MRCS Part A - Sep 2019 Exam

Audit is an essential part of clinical practice. You have ju

st completed one audit looking at the availability of oestrogen receptor status at the first post-operative multidisciplinary team meeting (MDT) and intend on changing practice and closing the loop.

Which one of the following statements is true regarding clinical audit?

It is a way of assessing the superiority of a new treatment which has been recommended by NICE It is an optional part of the appraisal process It is only valid as part of your appraisal folder evidence if you have completed the audit and closed the loop It is part of the process of clinical governance The availability of international guidelines as a benchmark is an essential starting point of an audit

Explanation

It is part of the process of clinical governance This is correct. Clinical governance involves seven pillars, one of which is clinical audit:

1. Service user, carer and public involvement. 2. Risk management. 3. Clinical audit. 4. Staffing and staff management. 5. Education and training. 6. Clinical effectiveness. 7. Clinical information.

It is a way of assessing the superiority of a new treatment which has been recommended by NICE This is not correct because an audit aims to study established practices, rather than new treatments. To assess superiority research would be required, rather than clinical audit. It differs from research as it does not attempt to look at new treatments but rather looks at established processes.

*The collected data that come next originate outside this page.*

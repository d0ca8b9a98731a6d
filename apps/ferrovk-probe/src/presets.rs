//! Built-in capability descriptor presets.

use ash::vk;
use ferrovk_gpu::{CapabilityDescriptor, DeviceFeatures, QueueCapabilities as Q};

/// Named descriptor presets, most demanding first.
pub fn presets() -> Vec<(&'static str, CapabilityDescriptor)> {
    vec![
        ("bindless-compute", bindless_compute()),
        ("async-transfer", async_transfer()),
        ("baseline", baseline()),
    ]
}

/// Vulkan 1.3 with descriptor indexing and separate compute and transfer
/// queues, preferring a discrete GPU.
fn bindless_compute() -> CapabilityDescriptor {
    let features = DeviceFeatures {
        shader_int64: true,
        descriptor_indexing: true,
        runtime_descriptor_array: true,
        shader_sampled_image_array_non_uniform_indexing: true,
        buffer_device_address: true,
        synchronization2: true,
        dynamic_rendering: true,
        ..DeviceFeatures::default()
    };
    CapabilityDescriptor::new()
        .api_version_minimum(vk::API_VERSION_1_3)
        .features(features)
        .queue(Q::GRAPHICS | Q::COMPUTE, 1)
        .queue(Q::TRANSFER, 1)
        .prefer_discrete(true)
        .rank_baseline(20)
}

/// A graphics queue plus any other family able to transfer.
fn async_transfer() -> CapabilityDescriptor {
    CapabilityDescriptor::new()
        .api_version_minimum(vk::API_VERSION_1_2)
        .queue(Q::GRAPHICS, 1)
        .queue(Q::TRANSFER, 1)
        .prefer_discrete(true)
        .rank_baseline(10)
}

fn baseline() -> CapabilityDescriptor {
    CapabilityDescriptor::new().queue(Q::GRAPHICS | Q::COMPUTE, 1)
}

It is an optional part of the appraisal process Clinical audit is a mandatory part of the appraisal process as it forms one of the seven pillars of clinical governance.


It is only valid as part of your appraisal folder evidence if you have completed the audit and closed the loop Engagement with clinical audit is necessary for your appraisal folder, but it is not a requirement to have completed the audit and closed the loop. However, closing the loop on an audit does provide more usual evidence for change of clinical practice and therefore should be aimed for.

The availability of international guidelines as a benchmark is an essential starting point of an audit Guidelines and standards need to be available so that the audit has a benchmark but these can be local, national or international. The audit cycle follows a set process, which begins with identifying set criteria and standards to be reviewed as outlined below. Audit cycle:

• Identifying an issue or problem

• Setting criteria and defining standards to be reviewed

• Collecting data

• Comparing performance against criteria and standards

• Implementing change

• Repeating the audit cycle.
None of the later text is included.